Als Empfängnißzeit gilt die
Zeit von dem einhunderteinundachtzigsten bis zu dem dreihundertundzweiten Tage
vor dem Tage der Geburt des Kindes, mit Einschluß sowohl des
einhunderteinundachtzigsten als des dreihundertundzweiten Tages.
§ 1718. Wer seine
Vaterschaft nach der Geburt des Kindes in einer öffentlichen Urkunde anerkennt,
kann sich nicht darauf berufen, daß ein Anderer der Mutter innerhalb der
Empfängnißzeit beigewohnt habe.
Siebenter Titel.
Legitimation unehelicher
Kinder.
I. Legitimation durch
nachfolgende Ehe.
§ 1719. Ein uneheliches
Kind erlangt dadurch, daß sich der Vater mit der Mutter verheirathet, mit der
Eheschließung die rechtliche Stellung eines ehelichen Kindes.
§ 1720. Der Ehemann der
Mutter gilt als Vater des Kindes, wenn er ihr innerhalb der im § 1717 Abs. 2
bestimmten Empfängnißzeit beigewohnt hat, es sei denn, daß es den Umständen
nach offenbar unmöglich ist, daß die Mutter das Kind aus dieser Beiwohnung
empfangen hat.
Erkennt der Ehemann seine
Vaterschaft nach der Geburt des Kindes in einer öffentlichen Urkunde an, so
wird vermuthet, daß er der Mutter innerhalb der Empfängnißzeit beigewohnt habe.
§ 1721. Ist die Ehe der
Eltern nichtig, so finden die Vorschriften der §§ 1699 bis 1704 entsprechende
Anwendung.
§ 1722. Die Eheschließung
zwischen den Eltern hat für die Abkömmlinge des unehelichen Kindes die
Wirkungen der Legitimation auch dann, wenn das Kind vor der Eheschließung
gestorben ist.
II. Ehelichkeitserklärung.
§ 1723. Ein uneheliches
Kind kann auf Antrag seines Vaters durch eine Verfügung der Staatsgewalt für
ehelich erklärt werden.
Die Ehelichkeitserklärung
steht dem Bundesstaate zu, dem der Vater angehört; ist der Vater ein Deutscher,
der keinem Bundesstaat angehört, so steht sie dem Reichskanzler zu.
Ueber die Ertheilung der
einem Bundesstaate zustehenden Ehelichkeitserklärung hat die Landesregierung zu
bestimmen.
§ 1724. Die
Ehelichkeitserklärung kann nicht unter einer Bedingung oder einer
Zeitbestimmung erfolgen.
§ 1725. Der Antrag muß die
Erklärung des Vaters enthalten, daß er das Kind als das seinige anerkenne.
§ 1726. Zur
Ehelichkeitserklärung ist die Einwilligung des Kindes und, wenn das Kind nicht
das einundzwanzigste Lebensjahr vollendet hat, die Einwilligung der Mutter
erforderlich. Ist der Vater verheirathet, so bedarf er auch der Einwilligung
seiner Frau.
Die Einwilligung hat dem
Vater oder der Behörde gegenüber zu erfolgen, bei welcher der Antrag
einzureichen ist; sie ist unwiderruflich.

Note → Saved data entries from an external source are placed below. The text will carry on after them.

//! Charts module - map and chart rendering

mod hexbin;
mod plotter;

pub use hexbin::{bin_points, hex_corners, HexBin};
pub use plotter::{ChartPlotter, MapViewConfig};
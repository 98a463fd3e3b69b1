//! Result tables on disk.

use clap::ValueEnum;
use itm::Prediction;
use std::fs::{self, File};
use std::io::{BufWriter, Write};
use std::path::{Path, PathBuf};

use crate::error::Error;

#[derive(Clone, Copy, Debug, Default, PartialEq, Eq, ValueEnum)]
pub enum Format {
    #[default]
    Csv,
    Json,
}

impl Format {
    fn extension(self) -> &'static str {
        match self {
            Format::Csv => "csv",
            Format::Json => "json",
        }
    }
}

/// Writes the table of one site into `directory` (created if needed), as
/// `<site>.csv` or `<site>.json`. Returns the path written.
pub fn write_site(
    directory: &Path,
    site: &str,
    rows: &[Prediction],
    format: Format,
) -> Result<PathBuf, Error> {
    let path = directory.join(format!("{site}.{}", format.extension()));
    let io = |source: std::io::Error| Error::Write {
        path: path.clone(),
        source,
    };

    fs::create_dir_all(directory).map_err(io)?;
    let mut out = BufWriter::new(File::create(&path).map_err(io)?);

    match format {
        Format::Csv => write_csv(&mut out, rows).map_err(io)?,
        Format::Json => serde_json::to_writer_pretty(&mut out, rows)?,
    }

    out.flush().map_err(io)?;
    Ok(path)
}

/// Floats are written in their shortest form that reads back exactly.
fn write_csv(out: &mut impl Write, rows: &[Prediction]) -> std::io::Result<()> {
    writeln!(out, "distance_km,confidence_level_%,propagation_loss_dB")?;
    for row in rows {
        writeln!(out, "{},{},{}", row.distance_km, row.confidence, row.loss_db)?;
    }
    Ok(())
}
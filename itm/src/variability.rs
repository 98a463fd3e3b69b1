//! Statistics: long-term fading and the spread of attenuation over time,
//! locations and situations.
//!
//! See ITM sections `<25>` through `<40>` (avar), and T.A. section 5.

use crate::climate::{Climate, ClimateConstants};
use crate::error::InputError;
use crate::{Model, Warning};
use serde::{Deserialize, Serialize};
use tracing::debug;

/// How the three kinds of variability combine into one statistic.
#[derive(Clone, Copy, Debug, Default, PartialEq, Eq, Hash, Serialize, Deserialize)]
#[serde(rename_all = "kebab-case")]
pub enum ModeOfVariability {
    /// One quantile for everything: time, location and situation variability
    /// are all folded into confidence.
    #[default]
    SingleMessage,

    /// Time variability is kept apart; location and situation variability
    /// are folded into confidence.
    Accidental,

    /// Time and location variability are combined; situation variability is
    /// folded into confidence.
    Mobile,

    /// Time and location variability are kept apart; situation variability
    /// is folded into confidence.
    Broadcast,
}

/// Mode of variability, and which variabilities are considered at all.
#[derive(Clone, Copy, Debug, PartialEq, Eq, Hash, Serialize, Deserialize)]
pub struct Variability {
    pub mode: ModeOfVariability,

    /// Whether location variability is modeled. ITM code +10 removes it, for
    /// example when the terminals are fixed in place on a known profile.
    pub location: bool,

    /// Whether situation variability is modeled. ITM code +20 removes it, for
    /// interference problems.
    pub situation: bool,
}

impl Default for Variability {
    fn default() -> Self {
        Self {
            mode: ModeOfVariability::default(),
            location: true,
            situation: true,
        }
    }
}

impl Variability {
    /// Parses the ITM integer code: 0 to 3 for the mode, plus 10 to
    /// eliminate location variability and/or 20 to eliminate situation
    /// variability.
    pub fn from_code(code: i32) -> Result<Self, InputError> {
        let (mode, location, situation) = Self::split_code(code);
        Ok(Self {
            mode: mode.ok_or(InputError::UnknownVariability(code))?,
            location,
            situation,
        })
    }

    /// Like [`Variability::from_code`], but falls back to single message mode
    /// when the mode part of the code is impossible, keeping the flags.
    pub fn from_code_or_default(code: i32) -> (Self, Warning) {
        let (mode, location, situation) = Self::split_code(code);
        let variability = Self {
            mode: mode.unwrap_or_default(),
            location,
            situation,
        };

        if mode.is_some() {
            (variability, Warning::None)
        } else {
            (variability, Warning::Substituted)
        }
    }

    fn split_code(code: i32) -> (Option<ModeOfVariability>, bool, bool) {
        let mut kdv = code;
        let situation = kdv < 20;
        if !situation {
            kdv -= 20;
        }

        let location = kdv < 10;
        if !location {
            kdv -= 10;
        }

        let mode = match kdv {
            0 => Some(ModeOfVariability::SingleMessage),
            1 => Some(ModeOfVariability::Accidental),
            2 => Some(ModeOfVariability::Mobile),
            3 => Some(ModeOfVariability::Broadcast),
            _ => None,
        };

        (mode, location, situation)
    }

    /// The ITM integer code.
    pub fn code(&self) -> i32 {
        let mut code = self.mode as i32;
        if !self.location {
            code += 10;
        }
        if !self.situation {
            code += 20;
        }
        code
    }
}

/// How much of the statistics must be recomputed before the next query.
///
/// Ordered: each level also recomputes everything below it. <lvar>
#[derive(Clone, Copy, Debug, Default, PartialEq, Eq, PartialOrd, Ord, Hash)]
pub enum Refresh {
    /// Everything is up to date.
    #[default]
    Current = 0,
    /// The distance changed.
    Distance = 1,
    /// Antenna heights changed.
    System = 2,
    /// The frequency changed.
    Frequency = 3,
    /// The mode of variability changed.
    Mode = 4,
    /// The climate changed.
    Climate = 5,
}

/// Cached statistics, valid until the next refresh.
#[derive(Clone, Copy, Debug, Default, PartialEq)]
pub(crate) struct Statistics {
    constants: ClimateConstants,
    gm: f64,
    gp: f64,
    dexa: f64,
    de: f64,
    vmd: f64,
    sgtm: f64,
    sgtp: f64,
    sgtd: f64,
    tgtd: f64,
    sgl: f64,
    vs0: f64,
}

/// Constants _rt_ and _rl_ of T.A. section 5.
const TIME_RATIO: f64 = 7.8;
const LOCATION_RATIO: f64 = 24.0;

impl Statistics {
    fn for_climate(climate: Climate) -> Self {
        Self {
            constants: climate.into(),
            ..Self::default()
        }
    }
}

impl Model {
    /// Brings the cached statistics up to date.
    ///
    /// See ITM sections `<26>` through `<31>`.
    fn refresh_statistics(&mut self) {
        let level = self.refresh;
        if level == Refresh::Current {
            return;
        }

        let wn = self.environment.wave_number;
        let he = self.geometry.effective_heights;
        let dist = self.distance;
        let dh = self.geometry.terrain_irregularity;
        let variability = self.settings.variability;

        if level >= Refresh::Climate {
            self.statistics = Statistics::for_climate(self.settings.climate);
        }

        let st = &mut self.statistics;

        if level >= Refresh::Frequency {
            let (gm, gp) = st.constants.frequency_factors(wn);
            st.gm = gm;
            st.gp = gp;
        }

        if level >= Refresh::System {
            st.dexa = (18e6 * he.0).sqrt()
                + (18e6 * he.1).sqrt()
                + (575.7e12 / wn).powf(1.0 / 3.0);
        }

        // effective distance
        st.de = if dist < st.dexa {
            130e3 * dist / st.dexa
        } else {
            130e3 + dist - st.dexa
        };

        let cc = st.constants;
        st.vmd = cc.median.at(st.de);
        st.sgtm = cc.spread_below.at(st.de) * st.gm;
        st.sgtp = cc.spread_above.at(st.de) * st.gp;
        st.sgtd = st.sgtp * cc.cd;
        st.tgtd = (st.sgtp - st.sgtd) * cc.zd;

        st.sgl = if variability.location {
            let q = (1.0 - 0.8 * (-dist / 50e3).exp()) * dh * wn;
            10.0 * q / (q + 13.0)
        } else {
            0.0
        };

        st.vs0 = if variability.situation {
            (5.0 + 3.0 * (-st.de / 100e3).exp()).powf(2.0)
        } else {
            0.0
        };

        debug!(?level, de = st.de, vmd = st.vmd, "refreshed statistics");
        self.refresh = Refresh::Current;
    }

    /// Attenuation (in dB) not exceeded for the given standard normal
    /// deviates of time, location and situation (confidence).
    ///
    /// Uses the reference attenuation of the last
    /// [`attenuation_at`](Model::attenuation_at) query. Depending on the mode
    /// of variability, some deviates are replaced by others: in single
    /// message mode only `zc` matters; in accidental mode `zl` follows `zc`;
    /// in mobile mode `zl` follows `zt`.
    ///
    /// Deviates beyond ±3.1 raise a caution.
    ///
    /// See ITM sections `<32>` through `<40>`.
    pub fn variability(&mut self, zt: f64, zl: f64, zc: f64) -> f64 {
        self.refresh_statistics();

        let mode = self.settings.variability.mode;
        let (zt, zl) = match mode {
            ModeOfVariability::SingleMessage => (zc, zc),
            ModeOfVariability::Accidental => (zt, zc),
            ModeOfVariability::Mobile => (zt, zt),
            ModeOfVariability::Broadcast => (zt, zl),
        };

        if zt.abs() > 3.1 || zl.abs() > 3.1 || zc.abs() > 3.1 {
            self.raise(Warning::Caution);
        }

        let st = &self.statistics;
        let sgt = if zt < 0.0 {
            st.sgtm
        } else if zt <= st.constants.zd {
            st.sgtp
        } else {
            st.sgtd + st.tgtd / zt
        };

        let vs = st.vs0
            + (sgt * zt).powf(2.0) / (TIME_RATIO + zc * zc)
            + (st.sgl * zl).powf(2.0) / (LOCATION_RATIO + zc * zc);

        let (yr, sgc) = match mode {
            ModeOfVariability::SingleMessage => (0.0, (sgt * sgt + st.sgl.powf(2.0) + vs).sqrt()),
            ModeOfVariability::Accidental => (sgt * zt, (st.sgl.powf(2.0) + vs).sqrt()),
            ModeOfVariability::Mobile => ((sgt * sgt + st.sgl.powf(2.0)).sqrt() * zt, vs.sqrt()),
            ModeOfVariability::Broadcast => (sgt * zt + st.sgl * zl, vs.sqrt()),
        };

        let av = self.reference - st.vmd - yr - sgc * zc;
        if av < 0.0 {
            av * (29.0 - av) / (29.0 - 10.0 * av)
        } else {
            av
        }
    }

    /// Marks part of the statistics as stale.
    ///
    /// Only needed when the model is reused across an input change it cannot
    /// see: each new distance already refreshes what depends on distance.
    pub fn invalidate(&mut self, level: Refresh) {
        self.refresh = self.refresh.max(level);
    }
}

Die Einwilligung der Mutter
ist nicht erforderlich, wenn die Mutter zur Abgabe einer Erklärung dauernd
außer Stande oder ihr Aufenthalt dauernd unbekannt ist. Das Gleiche gilt von
der Einwilligung der Frau des Vaters.
§ 1727. Wird die
Einwilligung von der Mutter verweigert, so kann sie auf Antrag des Kindes durch
das Vormundschaftsgericht ersetzt werden, wenn das Unterbleiben der
Ehelichkeitserklärung dem Kinde zu unverhältnißmäßigem Nachtheile gereichen
würde.
§ 1728. Der Antrag auf
Ehelichkeitserklärung sowie die Einwilligung der im § 1726 bezeichneten
Personen kann nicht durch einen Vertreter erfolgen.
Ist das Kind
geschäftsunfähig oder hat es nicht das vierzehnte Lebensjahr vollendet, so kann
sein gesetzlicher Vertreter die Einwilligung mit Genehmigung des
Vormundschaftsgerichts ertheilen.
§ 1729. Ist der Vater in
der Geschäftsfähigkeit beschränkt, so bedarf er zu dem Antrag, außer der
Zustimmung seines gesetzlichen Vertreters, der Genehmigung des
Vormundschaftsgerichts.
Ist das Kind in der
Geschäftsfähigkeit beschränkt, so gilt das Gleiche für die Ertheilung seiner
Einwilligung.
Ist die Mutter des Kindes
oder die Frau des Vaters in der Geschäftsfähigkeit beschränkt, so ist zur
Ertheilung ihrer Einwilligung die Zustimmung des gesetzlichen Vertreters nicht
erforderlich.
§ 1730. Der Antrag sowie
die Einwilligungserklärung der im § 1726 bezeichneten Personen bedarf der gerichtlichen oder notariellen Beurkundung.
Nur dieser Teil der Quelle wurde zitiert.